→ **WHAT THE EXERCISE ASKS**
In the data below, which lines contain "impl"? List them by copying each one.

→ **Data entries**
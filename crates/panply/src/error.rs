//! CLI error types with miette diagnostics.
//!
//! Maps `CoreError` and `ConfigError` variants into user-facing errors with
//! actionable help text and a process exit code.

use miette::Diagnostic;
use thiserror::Error;

use panply_config::ConfigError;
use panply_core::CoreError;

pub mod exit_code {
    pub const SUCCESS: i32 = 0;
    pub const GENERAL: i32 = 1;
    pub const USAGE: i32 = 2;
    pub const AUTH: i32 = 3;
    pub const INPUT: i32 = 4;
    pub const REJECTED: i32 = 5;
    pub const COMMIT: i32 = 6;
    pub const CONNECTION: i32 = 7;
    pub const TIMEOUT: i32 = 8;
}

#[derive(Debug, Error, Diagnostic)]
pub enum CliError {
    // ── Inputs ───────────────────────────────────────────────────────

    #[error("Missing required input '{key}' from {provider}")]
    #[diagnostic(
        code(panply::input_missing),
        help(
            "The deployment outputs must define '{key}'.\n\
             Check `terraform output -json`, or pass --state-file with a JSON map."
        )
    )]
    InputMissing { key: String, provider: String },

    #[error("Invalid input '{key}': {reason}")]
    #[diagnostic(code(panply::invalid_input))]
    InvalidInput { key: String, reason: String },

    #[error("Could not load deployment state: {message}")]
    #[diagnostic(
        code(panply::state),
        help("Use --terraform-dir to point at the Terraform root, or --state-file for a JSON file.")
    )]
    State { message: String },

    // ── Connection ───────────────────────────────────────────────────

    #[error("Could not connect to firewall at {url}")]
    #[diagnostic(
        code(panply::connection_failed),
        help(
            "{reason}\n\
             Check that the management interface is reachable.\n\
             Freshly booted firewalls can take several minutes to accept logins."
        )
    )]
    ConnectionFailed { url: String, reason: String },

    // ── Authentication ───────────────────────────────────────────────

    #[error("Authentication failed: {message}")]
    #[diagnostic(
        code(panply::auth_failed),
        help(
            "Verify the admin_password output and --username.\n\
             If the rotation script failed, the device may still hold the old password."
        )
    )]
    AuthFailed { message: String },

    // ── Apply ────────────────────────────────────────────────────────

    #[error("Firewall rejected {object}: {reason}")]
    #[diagnostic(code(panply::rejected), help("{details}"))]
    Rejected {
        object: String,
        reason: String,
        details: String,
    },

    #[error("Commit failed{job}: {reason}")]
    #[diagnostic(code(panply::commit_failed), help("{details}"))]
    CommitFailed {
        job: String,
        reason: String,
        details: String,
    },

    // ── Timeout ──────────────────────────────────────────────────────

    #[error("Deadline of {seconds}s exceeded before {step}")]
    #[diagnostic(
        code(panply::deadline),
        help("Nothing was committed. Raise --deadline or the profile's deadline and re-run.")
    )]
    Deadline { seconds: u64, step: String },

    // ── Validation ───────────────────────────────────────────────────

    #[error("Invalid value for {field}: {reason}")]
    #[diagnostic(code(panply::validation))]
    Validation { field: String, reason: String },

    // ── Configuration ────────────────────────────────────────────────

    #[error("Profile '{name}' not found in configuration")]
    #[diagnostic(
        code(panply::profile_not_found),
        help("Available profiles: {available}")
    )]
    ProfileNotFound { name: String, available: String },

    #[error("Configuration error: {message}")]
    #[diagnostic(code(panply::config))]
    Config { message: String },

    // ── Other ────────────────────────────────────────────────────────

    #[error("{message}")]
    #[diagnostic(code(panply::general))]
    General { message: String },

    #[error(transparent)]
    Io(#[from] std::io::Error),

    #[error("Could not render output: {0}")]
    #[diagnostic(code(panply::output))]
    Output(String),
}

impl CliError {
    /// Map this error to an exit code for process termination.
    pub fn exit_code(&self) -> i32 {
        match self {
            Self::InputMissing { .. } | Self::InvalidInput { .. } | Self::State { .. } => {
                exit_code::INPUT
            }
            Self::ConnectionFailed { .. } => exit_code::CONNECTION,
            Self::AuthFailed { .. } => exit_code::AUTH,
            Self::Rejected { .. } => exit_code::REJECTED,
            Self::CommitFailed { .. } => exit_code::COMMIT,
            Self::Deadline { .. } => exit_code::TIMEOUT,
            Self::Validation { .. } | Self::ProfileNotFound { .. } => exit_code::USAGE,
            _ => exit_code::GENERAL,
        }
    }
}

fn detail_lines(details: &[String]) -> String {
    if details.is_empty() {
        "The device returned no further detail.".into()
    } else {
        details.join("\n")
    }
}

// ── CoreError → CliError mapping ─────────────────────────────────────

impl From<CoreError> for CliError {
    fn from(err: CoreError) -> Self {
        match err {
            CoreError::InputMissing { key, provider } => CliError::InputMissing { key, provider },

            CoreError::InvalidInput { key, reason } => CliError::InvalidInput { key, reason },

            CoreError::ConnectionFailed { url, reason } => {
                CliError::ConnectionFailed { url, reason }
            }

            CoreError::AuthenticationFailed { message } => CliError::AuthFailed { message },

            CoreError::DeviceRejected {
                kind,
                name,
                reason,
                code,
                details,
            } => CliError::Rejected {
                object: format!("{kind} '{name}'"),
                reason: match code {
                    Some(code) => format!("{reason} (code {code})"),
                    None => reason,
                },
                details: detail_lines(&details),
            },

            CoreError::Commit {
                job_id,
                reason,
                details,
            } => CliError::CommitFailed {
                job: job_id.map(|id| format!(" (job {id})")).unwrap_or_default(),
                reason,
                details: detail_lines(&details),
            },

            CoreError::DeadlineExceeded {
                deadline_secs,
                step,
            } => CliError::Deadline {
                seconds: deadline_secs,
                step,
            },

            CoreError::ValidationFailed { message } => CliError::Validation {
                field: "configuration".into(),
                reason: message,
            },

            CoreError::Config { message } => CliError::State { message },

            other @ (CoreError::CredentialRotation { .. }
            | CoreError::InvalidState { .. }
            | CoreError::Api { .. }
            | CoreError::Internal(_)) => CliError::General {
                message: other.to_string(),
            },
        }
    }
}

// ── ConfigError → CliError mapping ───────────────────────────────────

impl From<ConfigError> for CliError {
    fn from(err: ConfigError) -> Self {
        match err {
            ConfigError::Validation { field, reason } => CliError::Validation { field, reason },
            ConfigError::UnknownProfile { name } => CliError::ProfileNotFound {
                name,
                available: String::new(),
            },
            ConfigError::Io(e) => CliError::Io(e),
            other => CliError::Config {
                message: other.to_string(),
            },
        }
    }
}

#[cfg(test)]
mod tests {
    use panply_core::ObjectKind;

    use super::*;

    #[test]
    fn rejection_maps_to_its_own_exit_code() {
        let err = CliError::from(CoreError::DeviceRejected {
            kind: ObjectKind::Zone,
            name: "untrust".into(),
            reason: "Invalid Object".into(),
            code: Some(3),
            details: vec!["untrust -> network is invalid".into()],
        });
        assert_eq!(err.exit_code(), exit_code::REJECTED);
        assert_eq!(
            err.to_string(),
            "Firewall rejected zone 'untrust': Invalid Object (code 3)"
        );
    }

    #[test]
    fn commit_failure_keeps_job_id() {
        let err = CliError::from(CoreError::Commit {
            job_id: Some(7),
            reason: "Validation Error".into(),
            details: Vec::new(),
        });
        assert_eq!(err.exit_code(), exit_code::COMMIT);
        assert_eq!(err.to_string(), "Commit failed (job 7): Validation Error");
    }

    #[test]
    fn missing_input_and_deadline_codes() {
        let missing = CliError::from(CoreError::InputMissing {
            key: "admin_password".into(),
            provider: "outputs.json".into(),
        });
        assert_eq!(missing.exit_code(), exit_code::INPUT);

        let late = CliError::from(CoreError::DeadlineExceeded {
            deadline_secs: 0,
            step: "commit".into(),
        });
        assert_eq!(late.exit_code(), exit_code::TIMEOUT);
    }
}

→ **WRITTEN ANSWER**
impl CliError {
impl From<CoreError> for CliError {
impl From<ConfigError> for CliError {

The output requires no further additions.